Our final article on managing change highlights British Airways' revolutionary sterling 200m HQ.
By Selwyn Parker
If you blink during Europe's air wars, you might get left on the runway. Few commercial battles are as relentless or fast-moving as this one. Air fares and frequencies change almost daily in today's open skies. Profits rise and fall spectacularly. Competitors come and go.
This is clearly an environment that requires quick and good decisions. That's easy enough for small competitors like the discount airlines who can react nimbly, but it's harder for companies like British Airways to change direction.
British Airways' solution is a sterling 200 million ($600 million) village called Waterside, into which it shifted 2,800 of its decision-makers. But forget your quaint olde English village. Waterside's only resemblance to the villages you see in postcards is in its cobbled street. Otherwise it's all glass and steel.
Designed by a Finn called Neils Torp, Waterside is all open plan with the offices placed both sides of The Street - the cobbled walkway which extends the length of the building. It might be, as somebody remarked, "a Finn's idea of an English village" but the configuration is designed to force employees of all ranks to mix.
Open plan hardly covers it. You can hardly scratch yourself without a few hundred people noticing. Basic bodily functions aside, somebody can see what you're doing or hear what you're saying most of the time, and this is the way it's meant to be.
Waterside is also an extremely wired building - electronics alone cost over $30 million. There are no such things as extension numbers for desks. Instead, employees have their own contact number which they use from phone stations anywhere in the building or from cell phones or British Airways offices around the world. This is probably why employees walk around talking into tiny microphones suspended from their ear lobes.
Many employees don't have a desk of their own. Instead they "hot desk", meaning they grab any one that's free. Not even British Airways' chief executive, Bob Ayling, has a desk, just a coffee table on the third floor which he visits from time to time. Ayling apparently likes this but some of the directors, according to insiders, took it hard. The building has designed out hierarchical management. Forget designated car parks, executive restaurants, offices with name plates, even boardrooms.
Appointments are practically banned. Within reason, employees are encouraged to barge in anywhere, even into the Hub, where the senior executives work. "I've been into see Bob a couple of times," observes a mid-20s employee who has worked in communications for two years.

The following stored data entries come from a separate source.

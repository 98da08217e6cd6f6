use std::{io::Write, path::Path};

use addon_core::{Addon, AddonInstanceId, AddonRegistry, SettingType, SettingValue, XmlDocument};
use anyhow::{Context, Result, bail};
use clap::ValueEnum;
use serde::Serialize;
use tracing::info;

/// Registry for a one-shot process: nothing else is running, so a change
/// only needs to be reported.
pub struct LoggingRegistry;

impl AddonRegistry for LoggingRegistry {
    fn reload_settings(&self, addon_id: &str, id: AddonInstanceId) {
        info!(addon = addon_id, instance = %id, "settings changed");
    }
}

#[derive(Debug, Clone, Copy, PartialEq, Eq, ValueEnum)]
pub enum ValueKind {
    Bool,
    Int,
    Number,
    String,
}

impl From<ValueKind> for SettingType {
    fn from(kind: ValueKind) -> Self {
        match kind {
            ValueKind::Bool => SettingType::Boolean,
            ValueKind::Int => SettingType::Integer,
            ValueKind::Number => SettingType::Number,
            ValueKind::String => SettingType::String,
        }
    }
}

#[derive(Serialize)]
struct SettingRow<'a> {
    id: &'a str,
    #[serde(rename = "type")]
    kind: &'static str,
    value: serde_json::Value,
    default: bool,
    #[serde(skip_serializing_if = "Option::is_none")]
    label: Option<&'a str>,
}

fn json_value(value: &SettingValue) -> serde_json::Value {
    match value {
        SettingValue::Boolean(value) => serde_json::Value::Bool(*value),
        SettingValue::Integer(value) => serde_json::Value::from(*value),
        SettingValue::Number(value) => serde_json::Value::from(*value),
        SettingValue::String(value) => serde_json::Value::String(value.clone()),
    }
}

fn ensure_settings(addon: &mut Addon, id: AddonInstanceId) -> Result<()> {
    if !addon.has_settings(id) {
        bail!("add-on {} has no settings for instance {id}", addon.id());
    }
    Ok(())
}

fn save(addon: &mut Addon, id: AddonInstanceId) -> Result<()> {
    if !addon.save_settings(id) {
        bail!("failed to save settings of {}", addon.id());
    }
    Ok(())
}

pub fn list(
    addon: &mut Addon,
    id: AddonInstanceId,
    json: bool,
    out: &mut impl Write,
) -> Result<()> {
    ensure_settings(addon, id)?;
    let settings = addon.settings(id).context("settings are not available")?;

    if json {
        let rows: Vec<_> = settings
            .iter()
            .map(|setting| SettingRow {
                id: setting.id(),
                kind: setting.setting_type().as_str(),
                value: json_value(setting.value()),
                default: setting.is_default(),
                label: setting.label(),
            })
            .collect();
        serde_json::to_writer_pretty(&mut *out, &rows)?;
        writeln!(out)?;
        return Ok(());
    }

    for setting in settings.iter() {
        let marker = if setting.is_default() { "\t(default)" } else { "" };
        writeln!(
            out,
            "{}\t{}\t{}{marker}",
            setting.id(),
            setting.setting_type(),
            setting.value()
        )?;
    }
    Ok(())
}

pub fn get(addon: &mut Addon, id: AddonInstanceId, key: &str, out: &mut impl Write) -> Result<()> {
    ensure_settings(addon, id)?;
    let setting = addon
        .settings(id)
        .and_then(|settings| settings.get_setting(key))
        .with_context(|| format!("setting \"{key}\" is not defined"))?;
    writeln!(out, "{}", setting.value())?;
    Ok(())
}

pub fn set(
    addon: &mut Addon,
    id: AddonInstanceId,
    key: &str,
    value: &str,
    kind: Option<ValueKind>,
) -> Result<()> {
    ensure_settings(addon, id)?;

    let updated = match kind {
        None => addon.update_setting(key, value, id),
        Some(kind) => {
            let setting_type = SettingType::from(kind);
            let parsed = setting_type
                .parse_value(value)
                .with_context(|| format!("\"{value}\" is not a valid {setting_type}"))?;
            match parsed {
                SettingValue::Boolean(value) => addon.update_setting_bool(key, value, id),
                SettingValue::Integer(value) => addon.update_setting_int(key, value, id),
                SettingValue::Number(value) => addon.update_setting_number(key, value, id),
                SettingValue::String(value) => addon.update_setting_string(key, value, id),
            }
        }
    };
    if !updated {
        bail!("cannot set \"{key}\" to \"{value}\"");
    }

    save(addon, id)
}

pub fn defaults(addon: &mut Addon, id: AddonInstanceId) -> Result<()> {
    ensure_settings(addon, id)?;
    addon
        .settings_mut(id)
        .context("settings are not available")?
        .set_defaults();
    save(addon, id)
}

pub fn export(
    addon: &mut Addon,
    id: AddonInstanceId,
    output: Option<&Path>,
    out: &mut impl Write,
) -> Result<()> {
    ensure_settings(addon, id)?;
    let document = addon
        .settings_to_xml(id)
        .context("failed to serialize settings")?;
    let text = document.to_xml_string();

    match output {
        Some(path) => {
            addon_fs::write(path, &text)
                .with_context(|| format!("failed to export settings to {}", path.display()))?;
            info!(addon = %addon.id(), path = %path.display(), "exported settings");
        }
        None => out.write_all(text.as_bytes())?,
    }
    Ok(())
}

/// Merges a values document into the add-on's settings. Without a schema the
/// document itself defines them.
pub fn import(addon: &mut Addon, id: AddonInstanceId, file: &Path) -> Result<()> {
    let document = XmlDocument::load_file(file)
        .with_context(|| format!("failed to read {}", file.display()))?;

    addon.load_settings(false, true, id);
    if !addon.settings_from_xml(&document, true, id) {
        bail!("{} does not hold settings values", file.display());
    }

    save(addon, id)
}
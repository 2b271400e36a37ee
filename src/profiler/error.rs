use thiserror::Error;

/// Errors surfaced by the tracing session engine.
///
/// None of these are retried internally: every operation is single-shot.
/// `Consistency` is the only fatal class — it means an internal invariant
/// was violated and the trace would be corrupt if produced.
#[derive(Debug, Error)]
pub enum ProfilerError {
    /// Rejected before any mutation; the caller can fix the arguments and
    /// retry (e.g. enable with no activity kinds, or while already armed).
    #[error("configuration error: {0}")]
    Configuration(String),

    /// An operation arrived in the wrong lifecycle state (e.g. disable with
    /// no armed session).
    #[error("state error: {0}")]
    State(String),

    /// Internal invariant violation during finalize/merge. Aborts the
    /// disable() call rather than emitting a corrupt trace.
    #[error("consistency error: {0}")]
    Consistency(String),

    /// The backend trace collector failed to initialize or start. The
    /// session is left Idle, never partially armed.
    #[error("backend collector unavailable: {0}")]
    BackendUnavailable(String),

    /// The result's raw trace was already exported; the underlying write is
    /// destructive and cannot be repeated.
    #[error("trace is already saved")]
    AlreadySaved,

    #[error(transparent)]
    Io(#[from] std::io::Error),
}

pub type Result<T> = std::result::Result<T, ProfilerError>;

#[cfg(test)]
mod tests {
    use super::*;

    #[test]
    fn test_error_display() {
        let err = ProfilerError::Configuration("no activity kinds selected".into());
        assert_eq!(
            err.to_string(),
            "configuration error: no activity kinds selected"
        );
        assert_eq!(
            ProfilerError::AlreadySaved.to_string(),
            "trace is already saved"
        );
    }

    #[test]
    fn test_io_error_converts() {
        fn fails() -> Result<()> {
            Err(std::io::Error::new(std::io::ErrorKind::NotFound, "gone"))?;
            Ok(())
        }
        assert!(matches!(fails(), Err(ProfilerError::Io(_))));
    }
}
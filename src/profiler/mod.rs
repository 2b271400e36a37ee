pub mod collector;
pub mod consolidate;
pub mod correlation;
pub mod error;
pub mod hooks;
pub mod legacy;
pub mod lifecycle;
pub mod record;
pub mod region;
pub mod result;
pub mod session;

pub use collector::{
    Activity, ActivityKind, ActivityKindSet, CpuTraceBuffer, DeviceType, InProcessCollector,
    RawTrace, TraceCollector,
};
pub use consolidate::TraceEvent;
pub use correlation::{next_correlation_id, CorrelationAllocator, CorrelationId};
pub use error::{ProfilerError, Result};
pub use hooks::{region_enter, region_exit, HookHandle, RegionCall};
pub use legacy::{LegacyEvent, LegacyEventKind};
pub use lifecycle::{add_metadata, current_session, disable, enable, is_armed};
pub use record::EventRecord;
pub use region::{RecordScope, Region, NO_SEQUENCE_NUMBER};
pub use result::ConsolidatedResult;
pub use session::{RegionContext, SessionConfig, SessionState};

To everybody in the building, Ayling is just plain "Bob".
Clock-watching is out. "You're judged by your performance here, not by how long you spend in the office," explains Richard Kennedy, a former management consultant with the airline who conducts guided tours.
If employees aren't at their desk, they're probably having an impromptu conference in one of the subsidised health-food restaurants. In Waterside, calculates its project director, Chris Byron, there are an estimated 40 different ways of working which "form an invaluable aid to our personal effectiveness and reduce costs."
They're a pampered lot at Waterside, with every facility on hand. For example, employees order their groceries by phone from Waitrose, the in-house supermarket. But, phone-in groceries aside, does this building work? Remarkable as it is, a few bugs still have to be ironed out. According to a recent survey, the $30 million worth of electronics aren't being used to their full potential, particularly in the area of electronic diaries.
Hot-desking is popular but staff have yet to adapt their filing and storage systems to suit. E-mail is overused. "Too much time is spent reading e-mails," scolded the survey. It's not unusual for employees to receive 120 e-mails a day. And, although Waterside is designed to break down rigidities in management, some meetings have become a bit too relaxed. Byron says more formal agendas are necessary.
Regardless, after a year in operation, Waterside seems to be a hit. "There's a significant improvement in the ability to communicate and work in teams," concludes Byron. Just about everybody you talk to is enthusiastic about working there and say they've got to know colleagues right across the company.
And everybody agrees that Waterside is a 100 per cent improvement on British Airways' old headquarters at Hatton Cross where, senior management say, it could take half an hour to get to and from meetings and where there was little interconnection between decision-makers except on a formal basis. "I found the place intimidating whenever I visited there," remarked an overseas-based executive.
It's too early to say what effect British Airways' sterling 200 million experimental building will have on the bottom line. In a tough market, the airline's operating profit in 1998 was sterling 355m down on the previous year but, to be fair, Waterside's benefits are not meant to show up for a few years yet. In the meantime, the irony is that British Airways' primary tool in managing turbulence is a wired oasis of calm and conviviality, to quote Bob Ayling, where the air wars seem a long way away.
* Selwyn Parker flew courtesy of British Airways.